We don’t often think of how we interact as something to work on or improve. We learn how to communicate with each other during our childhood years and that’s that. However, if we are to make a real difference in the world then we need to master how we interact with each other.

I first came across the concept of the ‘art of interaction’ in Seth Godin’s book Linchpin, where he describes every interaction with a colleague or customer as practicing the art of interaction. It is an integral part of becoming a linchpin within your organisation, someone who is indispensable.

It is also good to practice how to interact with others on a general basis in order to develop good relationships and to uplift others. Treating it as an ‘art’ also means that how you interact with others can be unique to you. It is an art not a science. It is also one of the strings to your bow that are needed in order to have self mastery.

Communicating With Others

Recently, Facebook, Instagram and WhatsApp stopped working and for many their world suddenly stopped, as they are all owned and operated by Facebook. To be fair it was a shock.
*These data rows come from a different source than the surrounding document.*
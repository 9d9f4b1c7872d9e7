//! Slash-separated path algebra.
//!
//! This module normalizes sequences of path segments into a canonical form
//! and computes relative paths between canonical forms. Paths here are
//! virtual: nothing touches the filesystem.
//!
//! # Key Concepts
//!
//! ## Resolution
//!
//! [`resolve`] concatenates segments, splits them on `/`, discards empty
//! tokens, skips `.` and lets `..` remove the previous component. The
//! result is a [`ResolvedPath`] rooted at an implicit root. Ascending past
//! that root is an error.
//!
//! ## Relative paths
//!
//! [`relative`] finds the longest common component prefix of two resolved
//! paths and walks from one to the other. Two non-root paths with nothing
//! in common are rejected.
//!
//! ## Scoped paths
//!
//! [`Path`] wraps a canonical string and runs the same operations beneath
//! it, so callers can hand out a scope and resolve within it.
//!
//! # Examples
//!
//! ```
//! use segpath::path::{path, relative, Path};
//!
//! assert_eq!(path(["a", "..", "b"]).unwrap(), "b");
//! assert_eq!(relative(["a/b"], ["a/c"]).unwrap(), "./../c");
//!
//! let scope = Path::new(["workspace"]).unwrap();
//! assert_eq!(scope.path(["crate/src"]).unwrap(), "workspace/crate/src");
//! ```
//!
//! # Path Relationships
//!
//! ```
//! use segpath::path::{resolve, Relationship};
//!
//! let parent = resolve(["home/user"]).unwrap();
//! let child = resolve(["home/user/project"]).unwrap();
//!
//! let rel = Relationship::between(&parent, &child);
//! assert_eq!(rel, Relationship::Ancestor);
//! assert!(rel.is_hierarchical());
//! ```

pub mod relationship;
pub mod relative;
pub mod resolve;
pub mod scope;
pub mod slicing;
mod types;

#[cfg(all(test, feature = "property-tests"))]
mod proptests;

// Re-export key types
pub use relationship::Relationship;
pub use relative::relative;
pub use resolve::{path, resolve};
pub use scope::{within, Path};
pub use slicing::{directory_name, entity_name, extension_name};
pub use types::{
    split_segments, ResolvedPath, Segment, CURRENT, PARENT, SEPARATOR, SEPARATOR_STR,
};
We think of the availability of these apps as a certainty, as if they will always be there, like the air or the sky, but they are just mobile and computer applications and technology does not always work.

There is an argument that we crave other people ‘liking’ or ‘sharing’ one of our posts or someone ‘follows’ us, as if our self worth is tied to it. I think it has more to do with the hit of dopamine we get when we get acknowledgement via a like, share or follow, and how addictive this is.

Many of us use these apps to communicate with others, but often we use social media apps as entertainment or to just sustain our attention, so we can switch off and not have to think.

The problem is that when we get absorbed into the infinite scroll we check out of reality for a while. All sorts could be going on around us but we would have no idea. This is the power of social media.

Communicating with each other is supposed to he done face to face with eye contact and hand shakes and pats on the back. When we spend a lot of time with our eyes down and our attention on a mobile phone we avoid the opportunities to develop the skill of socialising. The ability to make friends and influence people is a skill that is becoming more scarce due to the lack of practice.

I saw the Facebook, Instagram and WhatsApp outage as a blessing to unplug and socialise the old fashioned way. It also highlighted our dependency on technology and social media in particular. We need to rebalance ourselves and reduce screen time and increase actual facetime.